Monday, April 16, 2007

I am right where I should be.

Ok, so question why? But, be prepared to find the answer. I am doing better with this stay at home thing and the most wonderful thing happened. I feel I am exactly where I am supposed to be. I am thankful. I am most grateful. What happened you may ask. Life happened. I have been made aware of people in so much more difficult situations. The young lad with cancer. The parents of dead students at Virginia Tech. The students who survived but may never be the same from what they witnessed. Yesterday, at church, I was asked to be a speaker at a women's retreat this fall, go figure. I am to talk about the seasons of life.
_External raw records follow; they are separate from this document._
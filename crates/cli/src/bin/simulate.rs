use std::path::PathBuf;

use clap::Parser;
use drone_mission_sim::export::report::OutcomeReport;
use drone_mission_sim::export::summary::{RunMode, write_summary};
use drone_mission_sim::simulate;

#[path = "shared/args.rs"]
mod args;

/// Predict whether a mission is feasible on one battery charge.
#[derive(Parser, Debug)]
#[command(author, version, about = "Batch mission feasibility estimate")]
struct Cli {
    #[command(flatten)]
    scenario: args::ScenarioArgs,

    /// Write a JSON summary to this path
    #[arg(long)]
    json: Option<PathBuf>,
}

fn main() -> anyhow::Result<()> {
    args::init_tracing();
    let cli = Cli::parse();
    let scenario = cli.scenario.resolve()?;

    let summary = simulate(&scenario.vehicle, &scenario.environment, &scenario.mission)?;

    if let Some(location) = &scenario.mission.location {
        println!("Location       : {}", location);
    }
    println!("Vehicle        : {}", scenario.vehicle.name);
    println!(
        "{}",
        OutcomeReport::new(&summary, &scenario.mission, &scenario.environment)
    );

    if let Some(path) = &cli.json {
        write_summary(
            path,
            RunMode::Batch,
            &scenario.vehicle,
            &scenario.environment,
            &scenario.mission,
            &summary,
        )?;
        tracing::info!(path = %path.display(), "wrote JSON summary");
    }

    Ok(())
}
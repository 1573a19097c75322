//! Batch single-run simulation.

use drone_core::ModelError;
use drone_core::constants::SAFETY_CAP_SECONDS;
use drone_model::{Environment, MissionPlan, VehicleProfile};
use tracing::{debug, warn};

use crate::{FlightState, OutcomeSummary, Termination, prepare, step_result, summarize};

/// Run the mission to completion, battery exhaustion, or the 3-hour safety cap.
///
/// Pure in its inputs: identical arguments always give a bit-identical summary.
pub fn simulate(
    vehicle: &VehicleProfile,
    environment: &Environment,
    mission: &MissionPlan,
) -> Result<OutcomeSummary, ModelError> {
    let target_m = prepare(vehicle, environment, mission)?;
    let mut state = FlightState::initial(mission)?;
    debug!(
        route_km = mission.route_km,
        speed_m_s = mission.speed_m_s,
        initial_battery_pct = state.battery_pct(),
        "starting batch simulation"
    );

    let termination = loop {
        if let Some(reason) = state.termination(target_m) {
            break reason;
        }
        if state.elapsed_s() >= SAFETY_CAP_SECONDS {
            break Termination::SafetyCap;
        }
        let step = step_result(vehicle, environment, mission)?;
        state = state.advance(&step, mission.speed_m_s);
    };

    if termination == Termination::SafetyCap {
        warn!(
            elapsed_s = state.elapsed_s(),
            distance_m = state.distance_m(),
            "simulation stopped at safety cap"
        );
    }

    let summary = summarize(&state, state.elapsed_s(), termination);
    debug!(
        ?termination,
        total_time_s = summary.total_time_s,
        battery_left_pct = summary.battery_left_pct,
        distance_km = summary.distance_km,
        "batch simulation finished"
    );
    Ok(summary)
}
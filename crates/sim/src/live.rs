//! Incremental simulation driven by external ticks.
//!
//! Nothing here owns a timer. A driver calls [`tick`] (or [`LiveSession::advance`]) at whatever
//! cadence it likes and stops calling it to pause or cancel.

use drone_core::ModelError;
use drone_core::constants::{LIVE_SPEED_FLOOR_M_S, SAFETY_CAP_SECONDS};
use drone_model::{Environment, MissionPlan, VehicleProfile};
use tracing::trace;

use crate::{
    FlightState, OutcomeSummary, StepResult, Termination, prepare, step_result, summarize,
};

/// Apply one simulated second to `state`. Returns the next state and whether it is terminal.
///
/// A state that is already terminal is returned unchanged.
pub fn tick(
    vehicle: &VehicleProfile,
    environment: &Environment,
    mission: &MissionPlan,
    state: &FlightState,
) -> Result<(FlightState, bool), ModelError> {
    let target_m = prepare(vehicle, environment, mission)?;
    if state.is_terminal(target_m) {
        return Ok((*state, true));
    }
    let step = step_result(vehicle, environment, mission)?;
    let next = state.advance(&step, mission.speed_m_s);
    Ok((next, next.is_terminal(target_m)))
}

/// Summary for a live run, with elapsed time derived as distance ÷ speed.
///
/// Speed is floored at 0.1 m/s. This can differ from the tick count; see
/// [`LiveSession::summary_by_ticks`] for the accumulated variant.
pub fn live_summary(mission: &MissionPlan, state: &FlightState) -> OutcomeSummary {
    let time_s = state.distance_m() / mission.speed_m_s.max(LIVE_SPEED_FLOOR_M_S);
    summarize(state, time_s, live_termination(mission, state))
}

fn live_termination(mission: &MissionPlan, state: &FlightState) -> Termination {
    state
        .termination(mission.target_distance_m())
        .unwrap_or(Termination::Interrupted)
}

/// What a single [`LiveSession::advance`] call did.
#[derive(Debug, Clone, Copy, PartialEq)]
pub struct TickReport {
    pub state: FlightState,
    /// `None` when the session was already finished and nothing was applied.
    pub step: Option<StepResult>,
    pub terminal: bool,
}

/// Caller-owned live run over borrowed, immutable inputs.
#[derive(Debug, Clone)]
pub struct LiveSession<'a> {
    vehicle: &'a VehicleProfile,
    environment: &'a Environment,
    mission: &'a MissionPlan,
    target_m: f64,
    state: FlightState,
}

impl<'a> LiveSession<'a> {
    /// Validate the inputs and start from a fresh state.
    pub fn new(
        vehicle: &'a VehicleProfile,
        environment: &'a Environment,
        mission: &'a MissionPlan,
    ) -> Result<Self, ModelError> {
        let target_m = prepare(vehicle, environment, mission)?;
        Ok(Self {
            vehicle,
            environment,
            mission,
            target_m,
            state: FlightState::initial(mission)?,
        })
    }

    pub fn state(&self) -> &FlightState {
        &self.state
    }

    pub fn mission(&self) -> &MissionPlan {
        self.mission
    }

    pub fn environment(&self) -> &Environment {
        self.environment
    }

    pub fn target_m(&self) -> f64 {
        self.target_m
    }

    pub fn is_finished(&self) -> bool {
        self.state.is_terminal(self.target_m)
    }

    /// Advance by one tick unless the run has already finished.
    pub fn advance(&mut self) -> Result<TickReport, ModelError> {
        if self.is_finished() {
            return Ok(TickReport {
                state: self.state,
                step: None,
                terminal: true,
            });
        }
        let step = step_result(self.vehicle, self.environment, self.mission)?;
        self.state = self.state.advance(&step, self.mission.speed_m_s);
        let terminal = self.is_finished();
        trace!(
            tick = self.state.ticks(),
            distance_m = self.state.distance_m(),
            battery_pct = self.state.battery_pct(),
            power_w = step.power_w,
            "live tick"
        );
        Ok(TickReport {
            state: self.state,
            step: Some(step),
            terminal,
        })
    }

    /// Fraction of the route covered, for progress displays.
    pub fn progress_fraction(&self) -> f64 {
        self.state.progress_fraction(self.target_m)
    }

    /// Battery percent clamped to `[0, 100]` for display.
    pub fn display_battery_pct(&self) -> f64 {
        drone_core::clamp(self.state.battery_pct(), 0.0, 100.0)
    }

    /// Summary with time derived from distance and speed.
    pub fn summary(&self) -> OutcomeSummary {
        live_summary(self.mission, &self.state)
    }

    /// Summary with time taken from the number of ticks applied, matching the batch path.
    pub fn summary_by_ticks(&self) -> OutcomeSummary {
        let termination = match self.state.termination(self.target_m) {
            Some(reason) => reason,
            None if self.state.elapsed_s() >= SAFETY_CAP_SECONDS => Termination::SafetyCap,
            None => Termination::Interrupted,
        };
        summarize(&self.state, self.state.elapsed_s(), termination)
    }
}
//! Core units, constants, and shared primitives for the drone mission simulator workspace.

use thiserror::Error;

/// Simulation constants shared by the power, battery, and integration models.
pub mod constants {
    /// Simulated seconds advanced per integration step (batch and live alike).
    pub const STEP_SECONDS: f64 = 1.0;
    /// Safety cap on simulated time for a batch run (3 hours).
    pub const SAFETY_CAP_SECONDS: f64 = 3.0 * 3_600.0;
    /// Lower bound on instantaneous power draw (W).
    pub const MIN_POWER_W: f64 = 50.0;
    /// Accepted initial battery charge range (percent).
    pub const INITIAL_BATTERY_MIN_PCT: f64 = 10.0;
    pub const INITIAL_BATTERY_MAX_PCT: f64 = 100.0;
    /// Accepted battery health range (fraction of nominal capacity).
    pub const HEALTH_MIN: f64 = 0.5;
    pub const HEALTH_MAX: f64 = 1.0;
    /// Speed floor used when deriving live elapsed time from distance (m/s).
    pub const LIVE_SPEED_FLOOR_M_S: f64 = 0.1;
    /// Seconds per hour, used for watt to watt-hour conversion.
    pub const SECONDS_PER_HOUR: f64 = 3_600.0;
}

/// Basic unit conversion helpers.
pub mod units {
    /// Convert kilometres to metres.
    #[inline]
    pub fn km_to_m(v: f64) -> f64 {
        v * 1_000.0
    }

    /// Convert metres to kilometres.
    #[inline]
    pub fn m_to_km(v: f64) -> f64 {
        v / 1_000.0
    }

    /// Convert seconds to minutes.
    #[inline]
    pub fn seconds_to_minutes(seconds: f64) -> f64 {
        seconds / 60.0
    }
}

/// Clamp `value` into `[min, max]`.
///
/// Unlike [`f64::clamp`] this never panics on a malformed range; `min` wins when the bounds cross.
#[inline]
pub fn clamp(value: f64, min: f64, max: f64) -> f64 {
    min.max(max.min(value))
}

/// Errors raised by the numeric models when their inputs cannot produce a meaningful answer.
#[derive(Debug, Clone, PartialEq, Error)]
pub enum ModelError {
    #[error("parameter `{name}` must be finite (got {value})")]
    InvalidParameter { name: &'static str, value: f64 },
    #[error("parameter `{name}` resolves to a non-positive value ({value})")]
    DegenerateConfiguration { name: &'static str, value: f64 },
}

/// Reject NaN and infinite inputs with [`ModelError::InvalidParameter`].
#[inline]
pub fn ensure_finite(name: &'static str, value: f64) -> Result<f64, ModelError> {
    if value.is_finite() {
        Ok(value)
    } else {
        Err(ModelError::InvalidParameter { name, value })
    }
}

/// Reject values that are zero or negative with [`ModelError::DegenerateConfiguration`].
#[inline]
pub fn ensure_positive(name: &'static str, value: f64) -> Result<f64, ModelError> {
    if value > 0.0 {
        Ok(value)
    } else {
        Err(ModelError::DegenerateConfiguration { name, value })
    }
}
Yesterday at church, our pastor spoke about God empowering us through our weaknesses and trials. Bingo!! Okay, so the lightbulb turned on and my heart seemed lighter. I AM EXACTLY WHERE GOD WANTS ME TO BE, PERIOD. I no longer need to second guess the slope thing. I no longer need to second guess my surgery. I no longer need to wonder what if? I don't need to worry about what I can and can't do. I simply need to be ready and willing to serve, to share, to witness, to be scared, to be honest, to be ME. Then and only then I found my place. Then and only then I felt comfortable. Then I read Lamentations 3: 28-30 in the Message, "When life is heavy and hard to take, go off by yourself. Enter the silence. Bow in prayer. Don't ask questions: wait for hope to appear. DONT RUN FROM TROUBLE. TAKE IT FULL-FACE. The worst is never the worst. WHY? Because the Master won't ever walk out and fail to return." I am here.